Come un riccio – 3

STORIA INTERATTIVA

La storia interattiva si conclude con i capitoli 5 e 6!

La nostra protagonista, Francesca, ha affrontato una visita inaspettata: Andrea, il ragazzo della festa accorso in suo aiuto, l’ha rintracciata e invitata a mangiare qualcosa assieme. Francesca ha ceduto, desiderosa di provare di nuovo la compagnia di qualcuno. Questo la rende felice, ma la distrae dal lavoro e inizia a commettere piccoli errori. Nulla di irreparabile, ma quando avviene un incontro burrascoso con una persona, a quel punto il “vaso di pandora” si rovescia e Francesca perde il controllo.

Nota di scrittura: la protagonista si è ritrovata ad affrontare degli ostacoli. Questi sono sempre più difficili a mano a mano che la storia prosegue. La protagonista va spinta fino al limite e lo si fa per avvicinarla alla sua area di pericolo, ovvero la paura che non riesce ad affrontare, i fantasmi del passato. A quel punto potrà mollare tutto e vivere peggio di prima oppure proseguire, raggiungere il suo punto di non ritorno, e risolvere i drammi della sua vita. O almeno provarci…

Capitolo 5
In un attimo era tornata alla vita di prima. Poche commissioni. Pasti a domicilio. Consegne di opere scritte da lei ma firmate da altri. Andrea era diventato un ricordo che aveva riposto su una mensola, pronto a raccogliere solo tanta polvere per poi essere, lentamente, dimenticato. Quando ripensava a lui, si rattristava. Le piaceva davvero, ma aveva avuto ciò che si era meritato. D’altronde doveva aspettarselo. Un tempo aveva spezzato il cuore di una persona e ora veniva punita. L’unica nota positiva era il fatto di aver passato poco tempo con Andrea e questo voleva dire che la ferita si sarebbe presto risanata. 

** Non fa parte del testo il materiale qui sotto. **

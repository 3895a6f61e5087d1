//! Neo4j connection client.

use std::collections::HashMap;

use async_trait::async_trait;
use neo4rs::{BoltType, ConfigBuilder, Graph, Query};
use serde::de::DeserializeOwned;

use lineage_core::config::GraphConfig;
use lineage_core::{Properties, PropertyValue};

use crate::cypher::{self, COUNT_COLUMN};
use crate::error::{GraphError, GraphResult};
use crate::statement::{Param, Statement};
use crate::store::{GraphStore, Outcome};

/// Client for Neo4j graph operations.
#[derive(Clone)]
pub struct GraphClient {
    graph: Graph,
}

impl GraphClient {
    /// Create the connection pool.
    ///
    /// Note: neo4rs uses a lazy deadpool, so `Graph::connect` does not open a
    /// bolt connection yet. Callers probe liveness through the bootstrapper.
    pub async fn open(config: &GraphConfig) -> GraphResult<Self> {
        let neo4j_config = ConfigBuilder::default()
            .uri(&config.uri)
            .user(&config.user)
            .password(&config.password)
            .db(config.database.as_str())
            .max_connections(4) // sequential runs never need more
            .fetch_size(200)
            .build()
            .map_err(|e| GraphError::Connection(format!("invalid Neo4j config: {}", e)))?;

        let graph = Graph::connect(neo4j_config)
            .await
            .map_err(|e| GraphError::Connection(e.to_string()))?;

        Ok(Self { graph })
    }

    /// Execute a Cypher query that returns no results.
    pub async fn execute(&self, query: Query) -> GraphResult<()> {
        self.graph
            .run(query)
            .await
            .map_err(|e| GraphError::Query(e.to_string()))
    }

    /// Execute a Cypher query and return results as rows.
    pub async fn query(&self, query: Query) -> GraphResult<Vec<neo4rs::Row>> {
        let mut result = self
            .graph
            .execute(query)
            .await
            .map_err(|e| GraphError::Query(e.to_string()))?;

        let mut rows = Vec::new();
        while let Some(row) = result
            .next()
            .await
            .map_err(|e| GraphError::Query(e.to_string()))?
        {
            rows.push(row);
        }
        Ok(rows)
    }

    /// Execute a Cypher query and return a single scalar value.
    pub async fn query_scalar<T: DeserializeOwned>(&self, query: Query, field: &str) -> GraphResult<Option<T>> {
        let rows = self.query(query).await?;
        match rows.into_iter().next() {
            Some(row) => {
                let val: T = row.get(field).map_err(|e| {
                    GraphError::Query(format!("Failed to get field '{}': {:?}", field, e))
                })?;
                Ok(Some(val))
            }
            None => Ok(None),
        }
    }
}

#[async_trait]
impl GraphStore for GraphClient {
    async fn run(&self, statement: &Statement) -> GraphResult<Outcome> {
        let query = to_query(statement);
        if statement.template().returns_count() {
            let count = self
                .query_scalar::<i64>(query, COUNT_COLUMN)
                .await?
                .unwrap_or(0);
            Ok(Outcome::counted(count))
        } else {
            self.execute(query).await?;
            Ok(Outcome::done())
        }
    }
}

/// Render a statement to a parameterized Cypher query.
pub fn to_query(statement: &Statement) -> Query {
    statement
        .params()
        .fold(Query::new(cypher::render(statement.template())), |query, (name, param)| {
            match param {
                Param::String(s) => query.param(name, s.as_str()),
                Param::StringList(list) => query.param(name, list.clone()),
                Param::Properties(props) => query.param(name, to_bolt_map(props)),
            }
        })
}

fn to_bolt_map(props: &Properties) -> HashMap<String, BoltType> {
    props
        .iter()
        .map(|(key, value)| (key.clone(), to_bolt(value)))
        .collect()
}

fn to_bolt(value: &PropertyValue) -> BoltType {
    match value {
        PropertyValue::String(s) => s.clone().into(),
        PropertyValue::Integer(i) => (*i).into(),
        PropertyValue::Float(f) => (*f).into(),
        PropertyValue::Boolean(b) => (*b).into(),
        PropertyValue::StringList(list) => list.clone().into(),
    }
}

Qualche giorno dopo l’episodio al lago, fu convocata da Gloria. Ogni tre mesi facevano il punto della situazione di persona e valutava futuri lavori. L’appuntamento era stato anticipato secondo l’agenda, ma di sicuro volevano discutere del libro della giornalista. Doveva essere perfetto e le informazioni che le avevano consegnato per scrivere le prime cento pagine erano molte. Varcò la soglia della casa editrice e una ragazza vestita come un manichino di Max Mara l’accompagnò nell’ufficio di Gloria che in quel momento concluse una telefonata.
«Prego Francesca, accomodati». Prese posto sulla poltrona di pelle nera e si ritrovò subito lo sguardo di Gloria addosso.
«Come stai?».
«Solito».
Gloria si tolse gli occhiali. «Vuoi un caffè?». Francesca aggrottò la fronte. «Non lo prendo mai qui, lo sai. Perché me lo proponi oggi?». Ora che la guardava bene, aveva notato che Gloria era diversa dal solito. Come se stesse per esordire con una notizia che era una bomba, o al contrario una tragedia. 
«Hai ragione, l’avevo dimenticato». Fece una piccola pausa, poi riprese a parlare. «Francesca, ti ho chiamato qui perché ciò che ti devo dire é meglio farlo di persona». La ragazza iniziava a innervosirsi. Era a pezzi per aver osato desiderare un po’ di felicità che non vedeva da tempo. Ora non tollerava proprio una brutta notizia, perché aveva capito che era quello che stava per dirle Gloria.
«Ti togliamo il libro della giornalista». Francesca si morse il labbro inferiore. Giocherellò con le dita, abbassò lo sguardo. 
«Va bene, mi rendo conto che forse non sono la persona adatta. Non è un problema, davvero. Prenderò altri lavori». Gloria si scostò dalla scrivania con la sedia.
«Francesca, non so come dirtelo… hanno deciso di toglierti tutti i lavori in corso». La ragazza era basita. Pensò che fosse un incubo, ma sapeva bene che era tutto vero.
«Mi togliete tutto? E per cosa? Perché per una volta ho consegnato in ritardo?». Gloria prese in mano una pila di carte e una ad una gliele mise davanti.
«Gli ultimi lavori che hai consegnato non andavano bene. C’erano refusi, la punteggiatura era errata. Alcune frasi persino incomplete…». Scosse il capo, chiaramente delusa. «In due anni non hai mai commesso errori simili. Ho provato a dire alla direzione di darti un’altra possibilità, ma hanno letto parte del libro della giornalista. Sembra che tu non abbia nemmeno letto il materiale su di lei…». Francesca si alzò di scatto in piedi, gli occhi lucidi e le labbra tremanti. Fece per uscire dall’ufficio, ma Gloria la fermò. «Che cosa ti sta succedendo? Una spiegazione questa volta me la devi dare!». Francesca si voltò ma ecco che le parole rifuggivano dalla sua bocca.
«Quando sei tornata qui due anni fa, mi hai implorato di darti un lavoro come ghostwriter. Hai abbandonato la tua carriera come autrice e ti sei nascosta dietro alle pagine di altri autori. Eri sconvolta, ma ti ho dato una chance senza chiedere nulla. Ora mi devi spiegare cosa sta succedendo. O lo fai o non ti presentare mai più qui. Io ti ho aiutato come ho potuto, ora basta!». La ragazza la fissò a lungo. Voleva parlarle. Voleva urlare sia a lei che al mondo che le dispiaceva per ciò che aveva fatto, ma un nodo alla gola ricacciò nel profondo le parole che voleva dire e uscì dall’ufficio.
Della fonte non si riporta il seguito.